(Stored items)
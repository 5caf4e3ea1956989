//! SixDegrees: degrees-of-separation engine
//!
//! Finds the shortest chain of shared events (episodes, films) linking two
//! people, the way a Bacon or Erdős number is computed.
//!
//! # Core Concepts
//!
//! - **Persons** and **Events**: the two node kinds of a bipartite graph
//! - **EntityStore**: an immutable arena snapshot of that graph
//! - **ConnectionQuery**: resolves two names and reports the chain between them
//!
//! # Example
//!
//! ```
//! use sixdegrees::{Connection, ConnectionQuery, SearchConfig, StoreBuilder};
//!
//! let mut builder = StoreBuilder::new();
//! builder.person("kirk", "James T. Kirk").unwrap();
//! builder.person("spock", "Spock").unwrap();
//! builder.event("tmp", "Star Trek: The Motion Picture", "movie").unwrap();
//! builder.membership("kirk", "tmp").unwrap();
//! builder.membership("spock", "tmp").unwrap();
//! let store = builder.build();
//!
//! let connection = ConnectionQuery::between("Kirk", "Spock")
//!     .execute(&store, &SearchConfig::default())
//!     .unwrap();
//! assert_eq!(connection.degrees(), Some(1));
//! assert_eq!(
//!     ConnectionQuery::between("Spock", "spock").execute(&store, &SearchConfig::default()).unwrap(),
//!     Connection::ZeroHops
//! );
//! ```

mod graph;
pub mod query;
pub mod storage;

pub use graph::{
    BuildError, EntityStore, Event, EventId, EventIdx, GraphId, NamePattern, Person, PersonId,
    PersonIdx, SixDegrees, SixDegreesError, SixDegreesResult, StoreBuilder, StoreMetadata,
};
pub use query::{
    materialize, shortest_chain, ChainStep, ConfigError, Connection, ConnectionQuery, Endpoint,
    EventSummary, PersonChain, PersonSummary, QueryError, QueryResult, SearchConfig,
    SearchOutcome,
};
pub use storage::{
    EventRecord, GraphDocument, JsonSource, PersonRecord, SnapshotSource, SqliteSource,
    StorageError, StorageResult,
};

/// Library version
pub const VERSION: &str = env!("CARGO_PKG_VERSION");
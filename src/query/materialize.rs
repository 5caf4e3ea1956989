//! Turn a person chain into reportable (event, person) steps

use super::types::{ChainStep, EventSummary, PersonChain, PersonSummary, QueryError, QueryResult};
use crate::graph::{EntityStore, PersonId, PersonIdx};

/// Materialize `chain` into steps ordered from the query's start person to
/// its end person.
///
/// Each step names the first event, by ascending event index, that the
/// previous person shares with the step's person. The output has one step
/// fewer than the chain has persons. A pair with no shared event, or a member
/// this store does not hold, means the chain did not come from this store's
/// adjacency and is reported as [`QueryError::BrokenChain`].
pub fn materialize(store: &EntityStore, chain: &PersonChain) -> QueryResult<Vec<ChainStep>> {
    let persons: Vec<_> = chain.from_start().collect();
    let mut steps = Vec::with_capacity(persons.len().saturating_sub(1));

    for pair in persons.windows(2) {
        let (prev, next) = (pair[0], pair[1]);
        let shared = match (store.get_person(prev), store.get_person(next)) {
            (Some(_), Some(person)) => store
                .first_shared_event(prev, next)
                .map(|event| (store.event(event), person)),
            _ => None,
        };
        let Some((event, person)) = shared else {
            let err = QueryError::BrokenChain {
                from: member_id(store, prev),
                to: member_id(store, next),
            };
            tracing::error!(error = %err, "chain materialization failed");
            return Err(err);
        };

        steps.push(ChainStep {
            event: EventSummary::from(event),
            person: PersonSummary::from(person),
        });
    }

    Ok(steps)
}

/// Stable id of a chain member, or its raw index when the store lacks it
fn member_id(store: &EntityStore, idx: PersonIdx) -> PersonId {
    match store.get_person(idx) {
        Some(person) => person.id.clone(),
        None => PersonId::from_string(format!("#{}", idx.index())),
    }
}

- **What to work on**: Line by line, reproduce the data exactly as given.

- **Written answer**:
repository 5caf4e3ea1956989
//! SixDegrees: degrees-of-separation engine
//!
//! Finds the shortest chain of shared events (episodes, films) linking two
//! people, the way a Bacon or Erdős number is computed.
//!
//! # Core Concepts
//!
//! - **Persons** and **Events**: the two node kinds of a bipartite graph
//! - **EntityStore**: an immutable arena snapshot of that graph
//! - **ConnectionQuery**: resolves two names and reports the chain between them
//!
//! # Example
//!
//! ```
//! use sixdegrees::{Connection, ConnectionQuery, SearchConfig, StoreBuilder};
//!
//! let mut builder = StoreBuilder::new();
//! builder.person("kirk", "James T. Kirk").unwrap();
//! builder.person("spock", "Spock").unwrap();
//! builder.event("tmp", "Star Trek: The Motion Picture", "movie").unwrap();
//! builder.membership("kirk", "tmp").unwrap();
//! builder.membership("spock", "tmp").unwrap();
//! let store = builder.build();
//!
//! let connection = ConnectionQuery::between("Kirk", "Spock")
//!     .execute(&store, &SearchConfig::default())
//!     .unwrap();
//! assert_eq!(connection.degrees(), Some(1));
//! assert_eq!(
//!     ConnectionQuery::between("Spock", "spock").execute(&store, &SearchConfig::default()).unwrap(),
//!     Connection::ZeroHops
//! );
//! ```

mod graph;
pub mod query;
pub mod storage;

pub use graph::{
    BuildError, EntityStore, Event, EventId, EventIdx, GraphId, NamePattern, Person, PersonId,
    PersonIdx, SixDegrees, SixDegreesError, SixDegreesResult, StoreBuilder, StoreMetadata,
};
pub use query::{
    materialize, shortest_chain, ChainStep, ConfigError, Connection, ConnectionQuery, Endpoint,
    EventSummary, PersonChain, PersonSummary, QueryError, QueryResult, SearchConfig,
    SearchOutcome,
};
pub use storage::{
    EventRecord, GraphDocument, JsonSource, PersonRecord, SnapshotSource, SqliteSource,
    StorageError, StorageResult,
};

/// Library version
pub const VERSION: &str = env!("CARGO_PKG_VERSION");
filename src/query/materialize.rs
repository 5caf4e3ea1956989
//! Turn a person chain into reportable (event, person) steps

use super::types::{ChainStep, EventSummary, PersonChain, PersonSummary, QueryError, QueryResult};
use crate::graph::{EntityStore, PersonId, PersonIdx};

/// Materialize `chain` into steps ordered from the query's start person to
/// its end person.
///
/// Each step names the first event, by ascending event index, that the
/// previous person shares with the step's person. The output has one step
/// fewer than the chain has persons. A pair with no shared event, or a member
/// this store does not hold, means the chain did not come from this store's
/// adjacency and is reported as [`QueryError::BrokenChain`].
pub fn materialize(store: &EntityStore, chain: &PersonChain) -> QueryResult<Vec<ChainStep>> {
    let persons: Vec<_> = chain.from_start().collect();
    let mut steps = Vec::with_capacity(persons.len().saturating_sub(1));

    for pair in persons.windows(2) {
        let (prev, next) = (pair[0], pair[1]);
        let shared = match (store.get_person(prev), store.get_person(next)) {
            (Some(_), Some(person)) => store
                .first_shared_event(prev, next)
                .map(|event| (store.event(event), person)),
            _ => None,
        };
        let Some((event, person)) = shared else {
            let err = QueryError::BrokenChain {
                from: member_id(store, prev),
                to: member_id(store, next),
            };
            tracing::error!(error = %err, "chain materialization failed");
            return Err(err);
        };

        steps.push(ChainStep {
            event: EventSummary::from(event),
            person: PersonSummary::from(person),
        });
    }

    Ok(steps)
}

/// Stable id of a chain member, or its raw index when the store lacks it
fn member_id(store: &EntityStore, idx: PersonIdx) -> PersonId {
    match store.get_person(idx) {
        Some(person) => person.id.clone(),
        None => PersonId::from_string(format!("#{}", idx.index())),
    }
}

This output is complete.